The transient distribution makes it possible to model how the length of a queue changes after it has been observed but provides no way of determining how many of the individual objects that were originally in the queue are still there when it is observed again. That kind of information is useful when the objects are uniquely identifiable. For example, cars parked on a street will have different colors and be different makes and models, and people waiting in a hospital will have different clothing and facial features.

If the objects are processed on a strictly first-come, first-served basis, then the number that remain in the queue from the previous observation can roughly be estimated by taking the original length of the queue and subtracting a sample from a Poisson distribution that represents the number of objects processed since the queue was last observed.

If the objects are processed in a random order, the number that remain can be approximated by taking a sample from the same Poisson distribution and then using it in conjunction with a binomial distribution to estimate the number of objects in the original queue that were processed. Technically, this is equivalent to assuming that the length of the queue remained the same between the two observations, but it produces realistic-looking estimates even when that is not actually the case. Implementations of both techniques can be found in the Inventory::GenerateRealization overload that takes the time parameter.

Before finishing the discussion of M/M/1 queues, it is important to highlight the fact that the expressions for the stationary and transient distributions assume that the average rates at which objects are added to, and removed from, the queue are constant. This assumption holds for many natural processes but breaks down when additions or removals occur in bursts. Such bursts will occur in relation to the numbers of cars waiting at an intersection, for example, due to the presence of a neighboring intersection or the effects of traffic signals. In such cases, the theoretical deficiencies of M/M/1 queues will often not be apparent to the player and can be ignored, but, in some cases, it will be necessary to use an alternative model [Zabinsky 13].

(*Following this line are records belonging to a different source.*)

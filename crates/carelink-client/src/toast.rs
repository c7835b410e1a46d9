//! Toast sinks.

use carelink_core::{Toast, ToastKind};
use tokio::sync::mpsc;

/// Destination for user-visible notifications.
pub trait ToastSink: Send + Sync + 'static {
    /// Display `toast`. Must not block.
    fn show(&self, toast: Toast);
}

/// Forwards toasts to an unbounded channel for a UI to drain.
#[derive(Debug, Clone)]
pub struct ChannelToasts {
    tx: mpsc::UnboundedSender<Toast>,
}

impl ChannelToasts {
    /// Sink plus the receiving end.
    pub fn channel() -> (Self, mpsc::UnboundedReceiver<Toast>) {
        let (tx, rx) = mpsc::unbounded_channel();
        (Self { tx }, rx)
    }
}

impl ToastSink for ChannelToasts {
    fn show(&self, toast: Toast) {
        if self.tx.send(toast).is_err() {
            tracing::debug!("toast receiver dropped");
        }
    }
}

/// Writes toasts to the log.
#[derive(Debug, Clone, Copy, Default)]
pub struct LogToasts;

impl ToastSink for LogToasts {
    fn show(&self, toast: Toast) {
        match toast.kind {
            ToastKind::Success | ToastKind::Info => tracing::info!(toast = %toast.message),
            ToastKind::Error => tracing::error!(toast = %toast.message),
        }
    }
}
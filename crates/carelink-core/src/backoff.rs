//! Retry delay schedule and retry accounting.

use std::time::Duration;

/// Delay before the first retry.
pub const DEFAULT_BACKOFF_BASE: Duration = Duration::from_secs(1);

/// Upper bound on any single retry delay.
pub const DEFAULT_BACKOFF_CEILING: Duration = Duration::from_secs(30);

/// Automatic retries allowed after the initial attempt fails.
pub const DEFAULT_MAX_ATTEMPTS: u32 = 5;

/// Exponential backoff: `min(base * 2^attempt, ceiling)`.
#[derive(Debug, Clone, Copy, PartialEq, Eq)]
pub struct BackoffPolicy {
    /// Delay for attempt 0
    pub base: Duration,
    /// Maximum delay
    pub ceiling: Duration,
    /// Retries before giving up
    pub max_attempts: u32,
}

impl Default for BackoffPolicy {
    fn default() -> Self {
        Self {
            base: DEFAULT_BACKOFF_BASE,
            ceiling: DEFAULT_BACKOFF_CEILING,
            max_attempts: DEFAULT_MAX_ATTEMPTS,
        }
    }
}

impl BackoffPolicy {
    /// Delay to wait before retry number `attempt` (0-based).
    ///
    /// Saturates instead of overflowing, so any `attempt` is valid.
    pub fn delay(&self, attempt: u32) -> Duration {
        let base_ms = u64::try_from(self.base.as_millis()).unwrap_or(u64::MAX);
        let scaled = 1u64
            .checked_shl(attempt)
            .map_or(u64::MAX, |factor| base_ms.saturating_mul(factor));
        Duration::from_millis(scaled).min(self.ceiling)
    }
}

/// Delay before retry `attempt` under the default policy.
pub fn next_delay(attempt: u32) -> Duration {
    BackoffPolicy::default().delay(attempt)
}

/// Consecutive failed acquisitions.
#[derive(Debug, Clone, Copy, PartialEq, Eq)]
pub struct RetryState {
    attempt_count: u32,
    max_attempts: u32,
}

impl RetryState {
    /// Fresh retry state allowing `max_attempts` retries.
    pub fn new(max_attempts: u32) -> Self {
        Self { attempt_count: 0, max_attempts }
    }

    /// Retries performed so far.
    pub fn attempt_count(&self) -> u32 {
        self.attempt_count
    }

    /// Retry budget.
    pub fn max_attempts(&self) -> u32 {
        self.max_attempts
    }

    /// Whether another automatic retry is allowed.
    pub fn can_retry(&self) -> bool {
        self.attempt_count < self.max_attempts
    }

    /// Count a retry.
    pub fn record_retry(&mut self) {
        self.attempt_count = self.attempt_count.saturating_add(1);
    }

    /// Back to zero.
    pub fn reset(&mut self) {
        self.attempt_count = 0;
    }
}
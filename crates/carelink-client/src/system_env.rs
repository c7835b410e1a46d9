//! Production Environment implementation.
//!
//! `SystemEnv` drives the core state machines with the tokio clock and the
//! system wall clock.
//!
//! The monotonic clock is `tokio::time::Instant` rather than
//! `std::time::Instant` so that a paused tokio runtime (tests) pauses
//! `now()` together with `sleep()`.

use std::time::{Duration, SystemTime, UNIX_EPOCH};

use carelink_core::env::Environment;

/// Production environment using the tokio clock.
#[derive(Clone, Copy, Debug, Default)]
pub struct SystemEnv;

impl SystemEnv {
    /// Create a new system environment.
    #[must_use]
    pub fn new() -> Self {
        Self
    }
}

impl Environment for SystemEnv {
    type Instant = tokio::time::Instant;

    fn now(&self) -> Self::Instant {
        tokio::time::Instant::now()
    }

    fn sleep(&self, duration: Duration) -> impl std::future::Future<Output = ()> + Send {
        tokio::time::sleep(duration)
    }

    fn wall_clock_secs(&self) -> u64 {
        SystemTime::now().duration_since(UNIX_EPOCH).map_or(0, |elapsed| elapsed.as_secs())
    }
}
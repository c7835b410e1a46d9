//! Connection lifecycle state machine.
//!
//! Owns everything needed to join and leave a media session: acquiring a
//! short-lived credential, retrying with backoff, refreshing the identity
//! session once on a 401, and the delayed teardown on disconnect.
//!
//! Uses the action pattern: [`ConnectionManager::handle`] takes an event and
//! returns actions for the driver to execute. The manager performs no I/O and
//! never reads a clock; delays are expressed as [`ConnectionAction::Schedule`]
//! and come back as [`ConnectionEvent::TimerFired`].
//!
//! # Generations
//!
//! Every acquisition and every teardown gets a new generation number. Fetch
//! results, refresh results and timers carry the generation they were issued
//! for, and anything tagged with an older generation is dropped. This is what
//! makes `disconnect()` cancel an in-flight acquisition and what keeps a
//! superseded timer from mutating state.

use std::time::Duration;

use crate::{
    backoff::RetryState,
    config::{ManagerConfig, TokenRequest},
    credential,
    error::TokenError,
    state::{ConnectionDetails, ConnectionMode, ConnectionPhase},
    toast::Toast,
};

/// Shown when connecting while the network is down.
pub const OFFLINE_MESSAGE: &str = "No internet connection. Please check your network.";

/// Shown when no media URL is configured.
pub const MISSING_URL_MESSAGE: &str =
    "Missing media server URL configuration. Please check environment variables.";

/// Shown when the identity session cannot be refreshed after a 401.
pub const SESSION_EXPIRED_MESSAGE: &str = "Session expired. Please sign in again.";

/// Shown when the retry budget is exhausted.
pub const RETRIES_EXHAUSTED_MESSAGE: &str =
    "Failed to connect after multiple attempts. Please try again later.";

/// Which deferred step a timer belongs to.
#[derive(Debug, Clone, Copy, PartialEq, Eq, Hash)]
pub enum TimerKind {
    /// Backoff before the next credential request.
    Retry,
    /// Teardown settle delay.
    Settle,
}
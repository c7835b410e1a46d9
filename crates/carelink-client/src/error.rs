//! Client error types.

use carelink_core::ConfigError;
use thiserror::Error;

/// Identity backend failures.
#[derive(Debug, Error)]
pub enum IdentityError {
    /// Nothing to refresh or sign out of.
    #[error("no active session")]
    NoSession,

    /// Session exists but carries no refresh token.
    #[error("session has no refresh token")]
    NoRefreshToken,

    /// Request never produced a response.
    #[error("HTTP error: {0}")]
    Http(#[from] reqwest::Error),

    /// Backend answered with a non-success status.
    #[error("identity backend error ({status}): {message}")]
    Backend {
        /// HTTP status code
        status: u16,
        /// Error text from the response body
        message: String,
    },
}

/// Errors from the [`Session`](crate::Session) handle.
#[derive(Debug, Error)]
pub enum SessionError {
    /// Configuration rejected at spawn time.
    #[error("invalid configuration: {0}")]
    Config(#[from] ConfigError),

    /// The driver task is gone (shut down or panicked).
    #[error("session driver has stopped")]
    Closed,
}
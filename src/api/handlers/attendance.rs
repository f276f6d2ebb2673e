use std::collections::HashMap;

use axum::body::Bytes;
use axum::extract::{Query, State};
use axum::http::StatusCode;
use axum::routing::{get, post};
use axum::{Json, Router};
use serde_json::{json, Value};
use tracing::{info, warn};

use crate::api::error::ApiError;
use crate::api::helpers::{optional_text, parse_body, reject_unknown_fields, Params};
use crate::api::types::AppState;
use crate::store::{current_timestamp, AttendanceRecord, AttendanceStatus, Teacher};
use crate::summary::{parse_limit, recent_first};

pub const ATTENDANCE_APPLIED: &str = "Fingerprint verified and attendance applied.";
pub const ATTENDANCE_FIELDS_REQUIRED: &str =
    "teacherId, deviceId, and fingerprintToken are required.";
pub const TEACHER_NOT_FOUND: &str = "Teacher not found.";
pub const FINGERPRINT_REJECTED: &str =
    "Fingerprint verification failed. Use valid token format: VALID_<TEACHER_ID>";

const TOKEN_PREFIX: &str = "VALID_";

#[derive(Debug, Clone, PartialEq, Eq)]
pub struct FingerprintCheckIn {
    pub teacher_id: String,
    pub device_id: String,
    pub fingerprint_token: String,
}

impl FingerprintCheckIn {
    pub const FIELDS: [&'static str; 3] = ["teacherId", "deviceId", "fingerprintToken"];

    pub fn from_params(params: &Params) -> Result<Self, ApiError> {
        reject_unknown_fields(params, &Self::FIELDS)?;

        let teacher_id = optional_text(params, "teacherId")?;
        let device_id = optional_text(params, "deviceId")?;
        let fingerprint_token = optional_text(params, "fingerprintToken")?;
        let (Some(teacher_id), Some(device_id), Some(fingerprint_token)) =
            (teacher_id, device_id, fingerprint_token)
        else {
            return Err(ApiError::validation(ATTENDANCE_FIELDS_REQUIRED));
        };

        Ok(Self {
            teacher_id,
            device_id,
            fingerprint_token,
        })
    }
}

/// Token a scanner must present for `teacher_id`. Stand-in for a real
/// biometric match.
pub fn expected_token(teacher_id: &str) -> String {
    format!("{TOKEN_PREFIX}{teacher_id}")
}

/// Exact, case-sensitive comparison; no trimming or normalisation.
pub fn verify_fingerprint(teacher: &Teacher, token: &str) -> Result<(), ApiError> {
    if token == expected_token(&teacher.id) {
        Ok(())
    } else {
        Err(ApiError::Authentication(FINGERPRINT_REJECTED.to_string()))
    }
}

async fn handle_attendance_live(
    State(state): State<AppState>,
    Query(query): Query<HashMap<String, String>>,
) -> Json<Value> {
    let limit = parse_limit(query.get("limit").map(String::as_str));
    let store = state.store.read().await;
    Json(json!({
        "logs": recent_first(store.attendance(), limit),
        "total": store.attendance().len(),
    }))
}

async fn handle_attendance_fingerprint(
    State(state): State<AppState>,
    body: Bytes,
) -> Result<(StatusCode, Json<Value>), ApiError> {
    let input = FingerprintCheckIn::from_params(&parse_body(&body)?)?;

    let mut store = state.store.write().await;
    let Some(teacher) = store.find_teacher(&input.teacher_id) else {
        warn!(teacher_id = %input.teacher_id, device_id = %input.device_id, "unknown teacher");
        return Err(ApiError::NotFound(TEACHER_NOT_FOUND.to_string()));
    };
    if let Err(e) = verify_fingerprint(teacher, &input.fingerprint_token) {
        warn!(teacher_id = %teacher.id, device_id = %input.device_id, "fingerprint rejected");
        return Err(e);
    }
    let (teacher_id, teacher_name) = (teacher.id.clone(), teacher.name.clone());

    let attendance = AttendanceRecord {
        id: store.next_attendance_id(),
        teacher_id,
        teacher_name,
        device_id: input.device_id,
        status: AttendanceStatus::Present,
        verified_at: current_timestamp(),
    };
    store.append_attendance(attendance.clone());
    info!(
        attendance_id = %attendance.id,
        teacher_id = %attendance.teacher_id,
        device_id = %attendance.device_id,
        "attendance applied"
    );

    Ok((
        StatusCode::CREATED,
        Json(json!({ "message": ATTENDANCE_APPLIED, "attendance": attendance })),
    ))
}

pub fn routes() -> Router<AppState> {
    Router::new()
        .route("/api/attendance/live", get(handle_attendance_live))
        .route("/api/attendance/fingerprint", post(handle_attendance_fingerprint))
}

This section has described the basic properties of M/M/1 queues, given expressions for the stationary and transient distributions of queue length, and shown how to sample from those distributions to generate consistent realizations when queues are encountered by the player. The following section will describe how M/M/1 queues can be used to model the inventory of a merchant to produce random inventories that are consistent with each other, with the levels of supply and demand of each type of item in the inventory and with the player’s observations and interactions with the merchant.

37.3 Modeling a Merchant’s Inventory

In a large, open world game with dozens of merchants, hundreds of NPCs, and tens of thousands of individual inventory items, it is impractical to explicitly model economic activity in real time in enough detail to track the inventory of each merchant. Fortunately, to make the world believable, it is sufficient to generate random inventories each time a merchant is encountered provided that they are consistent with players’ common sense expectations as to how they should change with time.

In terms of the numbers of each type of item in an inventory, those expectations are essentially the same as those for the lengths of queues that were given earlier. This strongly suggests that a merchant’s inventory can be modeled in the following way:

Create one M/M/1 queue for each type of item the merchant can have in his or her inventory.
Set the average rate at which each type of item is added to its queue to be equal to the average rate at which the merchant will buy it.
Set the average rate at which each type of item is removed from its queue to be equal to the average rate at which the merchant will sell it when he or she has it.
When the player first encounters the merchant, create his or her inventory by sampling from the stationary distribution for each type of item.
On all subsequent encounters, create his or her inventory by sampling from the transient distribution for each type of item.

Even though real merchants do not buy and sell at random, steps 2 and 3 ensure that the merchant’s inventory is generally consistent with the levels of supply and demand for each type of item, and step 5 ensures that players see an inventory that is consistent from one visit to the next.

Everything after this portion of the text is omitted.